▶ [Try it]:
Copy out each line of the data below in which the string "only" appears.

▶ [Task input]:
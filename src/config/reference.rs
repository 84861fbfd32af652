//! `${...}` templates inside attribute values.
//!
//! Load-time expressions (`var.*`, `count.index`, `each.key`,
//! `each.value`) are substituted by the configuration parser. Resource
//! references survive loading and are resolved during planning (against
//! planned values) and again during execution (against live state).

use serde::{Deserialize, Serialize};
use std::collections::BTreeMap;

use crate::error::ConfigError;

use super::address::{parse_segments, split_address, ResourceAddress};
use super::value::{lookup_path, Attributes, Value};

/// A reference from an attribute to another resource's attribute.
#[derive(Debug, Clone, PartialEq, Eq, PartialOrd, Ord)]
pub struct Reference {
    /// Referenced resource.
    pub target: ResourceAddress,
    /// Attribute path inside the referenced resource, at least one segment.
    pub attribute: Vec<String>,
}

/// Outcome of resolving a value: known now, or only after apply.
#[derive(Debug, Clone, PartialEq, Eq, Serialize, Deserialize)]
#[serde(tag = "kind", content = "value", rename_all = "snake_case")]
pub enum PlannedValue {
    /// Fully resolved value.
    Known(Value),
    /// Depends on an attribute that is only known after apply.
    Unknown,
}

/// Expression inside `${...}`.
#[derive(Debug, Clone, PartialEq, Eq)]
pub(crate) enum Expression {
    Var(String),
    CountIndex,
    EachKey,
    EachValue,
    Resource(Reference),
}

#[derive(Debug, Clone, PartialEq, Eq)]
pub(crate) enum Part {
    Literal(String),
    Expr { source: String, expression: Expression },
}

/// Parsed string template.
#[derive(Debug, Clone, PartialEq, Eq)]
pub(crate) struct Template {
    pub parts: Vec<Part>,
}

impl Template {
    /// Parses a string that may contain `${...}` expressions.
    pub fn parse(text: &str, module_path: &[String]) -> Result<Self, ConfigError> {
        let mut parts = Vec::new();
        let mut literal = String::new();
        let mut rest = text;

        while !rest.is_empty() {
            if let Some(after) = rest.strip_prefix("$${") {
                literal.push_str("${");
                rest = after;
            } else if let Some(after) = rest.strip_prefix("${") {
                let end = after
                    .find('}')
                    .ok_or_else(|| ConfigError::expression(text, "unterminated ${"))?;
                let source = after[..end].trim().to_string();
                let expression = parse_expression(&source, module_path)?;
                if !literal.is_empty() {
                    parts.push(Part::Literal(std::mem::take(&mut literal)));
                }
                parts.push(Part::Expr { source, expression });
                rest = &after[end + 1..];
            } else {
                let mut chars = rest.chars();
                if let Some(c) = chars.next() {
                    literal.push(c);
                }
                rest = chars.as_str();
            }
        }
        if !literal.is_empty() {
            parts.push(Part::Literal(literal));
        }
        Ok(Self { parts })
    }

    /// Returns the single expression if the template is exactly one `${...}`.
    pub fn as_single_expression(&self) -> Option<&Expression> {
        match self.parts.as_slice() {
            [Part::Expr { expression, .. }] => Some(expression),
            _ => None,
        }
    }

    /// Returns true if the template has no expressions.
    pub fn is_literal(&self) -> bool {
        self.parts.iter().all(|p| matches!(p, Part::Literal(_)))
    }
}

fn parse_expression(source: &str, module_path: &[String]) -> Result<Expression, ConfigError> {
    match source {
        "count.index" => return Ok(Expression::CountIndex),
        "each.key" => return Ok(Expression::EachKey),
        "each.value" => return Ok(Expression::EachValue),
        _ => {}
    }
    if let Some(name) = source.strip_prefix("var.") {
        if !super::address::is_identifier(name) {
            return Err(ConfigError::expression(source, "invalid variable name"));
        }
        return Ok(Expression::Var(name.to_string()));
    }

    let segments = parse_segments(source)
        .map_err(|e| ConfigError::expression(source, e.to_string()))?;
    let (relative, rest) = split_address(source, &segments)
        .map_err(|e| ConfigError::expression(source, e.to_string()))?;
    if rest.is_empty() {
        return Err(ConfigError::expression(
            source,
            "a resource reference must name an attribute",
        ));
    }

    let mut attribute = Vec::new();
    for segment in rest {
        attribute.push(segment.name.clone());
        match &segment.index {
            Some(super::address::InstanceKey::Index(i)) => attribute.push(i.to_string()),
            Some(super::address::InstanceKey::Key(k)) => attribute.push(k.clone()),
            None => {}
        }
    }

    let mut full_path = module_path.to_vec();
    full_path.extend(relative.module_path.iter().cloned());
    Ok(Expression::Resource(Reference {
        target: ResourceAddress {
            module_path: full_path,
            ..relative
        },
        attribute,
    }))
}

/// Collects every resource reference inside a value.
///
/// # Errors
///
/// Returns an error if a template is malformed.
pub fn find_references(value: &Value, module_path: &[String]) -> Result<Vec<Reference>, ConfigError> {
    let mut found = Vec::new();
    collect_references(value, module_path, &mut found)?;
    Ok(found)
}

fn collect_references(
    value: &Value,
    module_path: &[String],
    found: &mut Vec<Reference>,
) -> Result<(), ConfigError> {
    match value {
        Value::String(s) => {
            for part in Template::parse(s, module_path)?.parts {
                match part {
                    Part::Expr {
                        expression: Expression::Resource(reference),
                        ..
                    } => found.push(reference),
                    Part::Expr { source, .. } => {
                        return Err(ConfigError::expression(
                            source,
                            "only resource references may remain after loading",
                        ));
                    }
                    Part::Literal(_) => {}
                }
            }
        }
        Value::List(items) => {
            for item in items {
                collect_references(item, module_path, found)?;
            }
        }
        Value::Map(map) | Value::Object(map) => {
            for item in map.values() {
                collect_references(item, module_path, found)?;
            }
        }
        Value::Number(_) | Value::Bool(_) => {}
    }
    Ok(())
}

/// Resolves every template in `value` through `lookup`.
///
/// A value whose string is exactly one reference takes the referenced
/// value as-is; embedded references are rendered as text. Any unknown
/// part makes the whole value unknown.
///
/// # Errors
///
/// Returns an error if a template is malformed.
pub fn resolve_value<F>(
    value: &Value,
    module_path: &[String],
    lookup: &mut F,
) -> Result<PlannedValue, ConfigError>
where
    F: FnMut(&Reference) -> PlannedValue,
{
    match value {
        Value::String(s) => resolve_string(s, module_path, lookup),
        Value::List(items) => {
            let mut resolved = Vec::with_capacity(items.len());
            for item in items {
                match resolve_value(item, module_path, lookup)? {
                    PlannedValue::Known(v) => resolved.push(v),
                    PlannedValue::Unknown => return Ok(PlannedValue::Unknown),
                }
            }
            Ok(PlannedValue::Known(Value::List(resolved)))
        }
        Value::Map(map) | Value::Object(map) => {
            let mut resolved = BTreeMap::new();
            for (key, item) in map {
                match resolve_value(item, module_path, lookup)? {
                    PlannedValue::Known(v) => {
                        resolved.insert(key.clone(), v);
                    }
                    PlannedValue::Unknown => return Ok(PlannedValue::Unknown),
                }
            }
            Ok(PlannedValue::Known(if matches!(value, Value::Object(_)) {
                Value::Object(resolved)
            } else {
                Value::Map(resolved)
            }))
        }
        Value::Number(_) | Value::Bool(_) => Ok(PlannedValue::Known(value.clone())),
    }
}

fn resolve_string<F>(text: &str, module_path: &[String], lookup: &mut F) -> Result<PlannedValue, ConfigError>
where
    F: FnMut(&Reference) -> PlannedValue,
{
    let template = Template::parse(text, module_path)?;
    if let Some(Expression::Resource(reference)) = template.as_single_expression() {
        return Ok(lookup(reference));
    }

    let mut out = String::new();
    for part in &template.parts {
        match part {
            Part::Literal(l) => out.push_str(l),
            Part::Expr {
                expression: Expression::Resource(reference),
                ..
            } => match lookup(reference) {
                PlannedValue::Known(v) => out.push_str(&v.interpolation_text()),
                PlannedValue::Unknown => return Ok(PlannedValue::Unknown),
            },
            Part::Expr { source, .. } => {
                return Err(ConfigError::expression(
                    source.clone(),
                    "only resource references may remain after loading",
                ));
            }
        }
    }
    Ok(PlannedValue::Known(Value::String(out)))
}

/// Resolves all attributes of a resource.
///
/// # Errors
///
/// Returns an error if a template is malformed.
pub fn resolve_attributes<F>(
    attributes: &Attributes,
    module_path: &[String],
    lookup: &mut F,
) -> Result<BTreeMap<String, PlannedValue>, ConfigError>
where
    F: FnMut(&Reference) -> PlannedValue,
{
    let mut resolved = BTreeMap::new();
    for (key, value) in attributes {
        resolved.insert(key.clone(), resolve_value(value, module_path, lookup)?);
    }
    Ok(resolved)
}

/// Looks up a reference inside known attributes.
#[must_use]
pub fn lookup_known(attributes: &Attributes, reference: &Reference) -> PlannedValue {
    lookup_path(attributes, &reference.attribute)
        .cloned()
        .map_or(PlannedValue::Unknown, PlannedValue::Known)
}

/// Escapes a literal so that it survives template parsing unchanged.
#[must_use]
pub fn escape_literal(text: &str) -> String {
    text.replace("${", "$${")
}

impl PlannedValue {
    /// Returns the value if it is known.
    #[must_use]
    pub const fn known(&self) -> Option<&Value> {
        match self {
            Self::Known(v) => Some(v),
            Self::Unknown => None,
        }
    }

    /// Returns true if the value is only known after apply.
    #[must_use]
    pub const fn is_unknown(&self) -> bool {
        matches!(self, Self::Unknown)
    }
}

impl std::fmt::Display for Reference {
    fn fmt(&self, f: &mut std::fmt::Formatter<'_>) -> std::fmt::Result {
        write!(f, "{}.{}", self.target, self.attribute.join("."))
    }
}

impl std::fmt::Display for PlannedValue {
    fn fmt(&self, f: &mut std::fmt::Formatter<'_>) -> std::fmt::Result {
        match self {
            Self::Known(v) => write!(f, "{v}"),
            Self::Unknown => write!(f, "(known after apply)"),
        }
    }
}

#[cfg(test)]
mod tests {
    use super::*;

    fn addr(s: &str) -> ResourceAddress {
        s.parse().unwrap()
    }

    #[test]
    fn test_find_references_in_nested_values() {
        let value = Value::Map(
            [
                ("a".to_string(), Value::from("${null_resource.x.id}")),
                (
                    "b".to_string(),
                    Value::List(vec![Value::from("prefix-${local_file.y[0].content}-suffix")]),
                ),
            ]
            .into(),
        );
        let refs = find_references(&value, &[]).unwrap();
        assert_eq!(refs.len(), 2);
        assert_eq!(refs[0].target, addr("null_resource.x"));
        assert_eq!(refs[0].attribute, vec!["id"]);
        assert_eq!(refs[1].target, addr("local_file.y[0]"));
    }

    #[test]
    fn test_references_are_module_relative() {
        let module = vec!["net".to_string()];
        let refs = find_references(&Value::from("${null_resource.gw.id}"), &module).unwrap();
        assert_eq!(refs[0].target, addr("module.net.null_resource.gw"));

        let refs = find_references(&Value::from("${module.edge.null_resource.r.triggers.k}"), &module)
            .unwrap();
        assert_eq!(refs[0].target, addr("module.net.module.edge.null_resource.r"));
        assert_eq!(refs[0].attribute, vec!["triggers", "k"]);
    }

    #[test]
    fn test_escaped_template_is_literal() {
        let template = Template::parse("cost $${HOME}", &[]).unwrap();
        assert!(template.is_literal());
        let resolved = resolve_value(&Value::from("cost $${HOME}"), &[], &mut |_| PlannedValue::Unknown)
            .unwrap();
        assert_eq!(resolved, PlannedValue::Known(Value::from("cost ${HOME}")));
    }

    #[test]
    fn test_reference_without_attribute_rejected() {
        assert!(find_references(&Value::from("${null_resource.x}"), &[]).is_err());
        assert!(find_references(&Value::from("${null_resource.x.id"), &[]).is_err());
    }

    #[test]
    fn test_whole_reference_keeps_type() {
        let mut lookup = |_: &Reference| PlannedValue::Known(Value::List(vec![Value::from(1_i64)]));
        let resolved = resolve_value(&Value::from("${null_resource.x.ports}"), &[], &mut lookup).unwrap();
        assert_eq!(resolved, PlannedValue::Known(Value::List(vec![Value::from(1_i64)])));
    }

    #[test]
    fn test_embedded_reference_renders_text() {
        let mut lookup = |_: &Reference| PlannedValue::Known(Value::from(8080_i64));
        let resolved =
            resolve_value(&Value::from("http://host:${null_resource.x.port}/"), &[], &mut lookup).unwrap();
        assert_eq!(resolved, PlannedValue::Known(Value::from("http://host:8080/")));
    }

    #[test]
    fn test_unknown_propagates_through_containers() {
        let value = Value::Map([("k".to_string(), Value::List(vec![Value::from("${a_t.b.id}")]))].into());
        let resolved = resolve_value(&value, &[], &mut |_| PlannedValue::Unknown).unwrap();
        assert!(resolved.is_unknown());
    }
}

▶ [Solution to this exercise]:
/// Outcome of resolving a value: known now, or only after apply.
    /// Depends on an attribute that is only known after apply.
                            "only resource references may remain after loading",
                    "only resource references may remain after loading",
    /// Returns true if the value is only known after apply.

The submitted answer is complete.